In the data, find each line where the word "ASCII" appears and list that line.

Stored data entries
:::::

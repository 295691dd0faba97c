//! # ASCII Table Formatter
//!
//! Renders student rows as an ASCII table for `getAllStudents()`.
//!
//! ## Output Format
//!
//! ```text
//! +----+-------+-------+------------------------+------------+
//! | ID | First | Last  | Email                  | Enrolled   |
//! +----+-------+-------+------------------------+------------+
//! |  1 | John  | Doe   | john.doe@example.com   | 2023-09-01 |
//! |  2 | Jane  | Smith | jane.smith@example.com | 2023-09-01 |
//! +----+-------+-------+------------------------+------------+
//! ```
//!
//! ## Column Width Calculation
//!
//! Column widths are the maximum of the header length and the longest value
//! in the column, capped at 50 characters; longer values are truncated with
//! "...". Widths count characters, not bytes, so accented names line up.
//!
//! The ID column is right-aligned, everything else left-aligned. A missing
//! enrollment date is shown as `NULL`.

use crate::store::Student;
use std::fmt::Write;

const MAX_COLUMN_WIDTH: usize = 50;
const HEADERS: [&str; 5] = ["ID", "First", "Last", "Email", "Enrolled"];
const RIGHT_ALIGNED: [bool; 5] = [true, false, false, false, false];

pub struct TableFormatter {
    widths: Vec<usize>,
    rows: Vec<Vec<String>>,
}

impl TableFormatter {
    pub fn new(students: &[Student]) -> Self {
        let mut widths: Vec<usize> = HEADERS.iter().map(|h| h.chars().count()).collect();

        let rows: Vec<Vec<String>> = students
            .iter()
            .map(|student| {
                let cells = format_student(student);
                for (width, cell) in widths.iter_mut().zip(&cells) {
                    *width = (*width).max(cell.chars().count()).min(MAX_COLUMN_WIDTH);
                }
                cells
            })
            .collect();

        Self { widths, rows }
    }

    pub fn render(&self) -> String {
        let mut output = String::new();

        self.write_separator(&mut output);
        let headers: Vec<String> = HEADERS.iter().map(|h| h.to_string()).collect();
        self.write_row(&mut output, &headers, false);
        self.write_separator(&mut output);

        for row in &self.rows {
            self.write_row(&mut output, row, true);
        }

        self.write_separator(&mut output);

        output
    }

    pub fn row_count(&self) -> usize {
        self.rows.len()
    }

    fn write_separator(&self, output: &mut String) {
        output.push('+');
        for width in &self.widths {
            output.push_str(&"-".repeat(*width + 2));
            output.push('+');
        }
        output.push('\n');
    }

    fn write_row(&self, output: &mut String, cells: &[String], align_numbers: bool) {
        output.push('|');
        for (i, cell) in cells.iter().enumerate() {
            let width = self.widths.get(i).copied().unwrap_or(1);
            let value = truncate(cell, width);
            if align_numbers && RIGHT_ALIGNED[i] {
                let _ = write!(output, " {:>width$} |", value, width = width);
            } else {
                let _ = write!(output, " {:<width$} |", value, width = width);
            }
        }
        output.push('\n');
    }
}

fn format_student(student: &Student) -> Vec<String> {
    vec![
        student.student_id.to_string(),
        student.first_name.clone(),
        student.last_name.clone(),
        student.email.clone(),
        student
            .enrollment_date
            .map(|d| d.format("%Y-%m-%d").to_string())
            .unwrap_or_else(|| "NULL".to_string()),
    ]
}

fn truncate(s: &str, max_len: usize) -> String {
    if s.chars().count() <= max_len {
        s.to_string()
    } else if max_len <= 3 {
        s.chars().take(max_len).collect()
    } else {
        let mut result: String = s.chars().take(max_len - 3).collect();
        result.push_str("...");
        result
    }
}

:::::

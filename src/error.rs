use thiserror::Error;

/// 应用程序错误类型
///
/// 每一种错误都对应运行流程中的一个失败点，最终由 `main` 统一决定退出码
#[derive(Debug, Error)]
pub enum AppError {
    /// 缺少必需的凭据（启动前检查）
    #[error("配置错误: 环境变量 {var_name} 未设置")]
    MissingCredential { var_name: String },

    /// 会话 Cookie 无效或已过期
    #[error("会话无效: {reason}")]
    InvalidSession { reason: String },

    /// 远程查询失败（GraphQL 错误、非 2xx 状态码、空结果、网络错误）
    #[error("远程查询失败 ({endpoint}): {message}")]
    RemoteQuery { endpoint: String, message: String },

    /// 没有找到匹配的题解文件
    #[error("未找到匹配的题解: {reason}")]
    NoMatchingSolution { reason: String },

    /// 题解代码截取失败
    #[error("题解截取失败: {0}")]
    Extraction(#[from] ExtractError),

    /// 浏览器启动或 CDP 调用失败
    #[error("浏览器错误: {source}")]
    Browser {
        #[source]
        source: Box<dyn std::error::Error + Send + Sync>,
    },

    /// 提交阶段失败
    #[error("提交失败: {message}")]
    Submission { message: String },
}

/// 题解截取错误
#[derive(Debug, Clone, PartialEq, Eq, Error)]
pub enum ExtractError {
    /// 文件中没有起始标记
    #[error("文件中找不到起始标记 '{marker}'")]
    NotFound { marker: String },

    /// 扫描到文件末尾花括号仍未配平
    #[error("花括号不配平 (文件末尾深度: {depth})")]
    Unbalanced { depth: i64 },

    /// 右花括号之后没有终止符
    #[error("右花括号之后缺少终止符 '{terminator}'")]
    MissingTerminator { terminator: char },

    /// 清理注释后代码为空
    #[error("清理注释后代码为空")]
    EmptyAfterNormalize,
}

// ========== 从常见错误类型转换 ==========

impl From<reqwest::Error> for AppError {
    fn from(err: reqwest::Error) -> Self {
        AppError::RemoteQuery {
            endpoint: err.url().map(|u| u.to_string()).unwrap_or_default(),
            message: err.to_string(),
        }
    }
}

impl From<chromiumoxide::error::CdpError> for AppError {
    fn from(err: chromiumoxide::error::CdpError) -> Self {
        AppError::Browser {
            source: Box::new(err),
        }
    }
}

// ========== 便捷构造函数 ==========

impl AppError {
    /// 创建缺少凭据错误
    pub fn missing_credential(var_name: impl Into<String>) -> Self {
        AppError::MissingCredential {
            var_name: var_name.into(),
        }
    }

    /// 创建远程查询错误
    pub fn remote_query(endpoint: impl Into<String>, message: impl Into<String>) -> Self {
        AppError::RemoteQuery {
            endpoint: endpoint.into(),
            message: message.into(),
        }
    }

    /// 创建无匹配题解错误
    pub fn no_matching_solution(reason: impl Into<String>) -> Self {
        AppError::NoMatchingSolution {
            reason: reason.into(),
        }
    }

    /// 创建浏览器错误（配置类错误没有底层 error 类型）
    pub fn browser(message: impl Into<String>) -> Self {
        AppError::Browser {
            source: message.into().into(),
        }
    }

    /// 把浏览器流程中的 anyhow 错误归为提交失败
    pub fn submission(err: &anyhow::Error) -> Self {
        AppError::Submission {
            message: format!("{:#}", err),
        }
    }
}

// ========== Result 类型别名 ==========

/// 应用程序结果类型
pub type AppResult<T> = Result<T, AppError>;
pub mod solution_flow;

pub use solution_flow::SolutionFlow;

:::::

◆ RESULT OF THIS TASK
//! # ASCII Table Formatter
//! Renders student rows as an ASCII table for `getAllStudents()`.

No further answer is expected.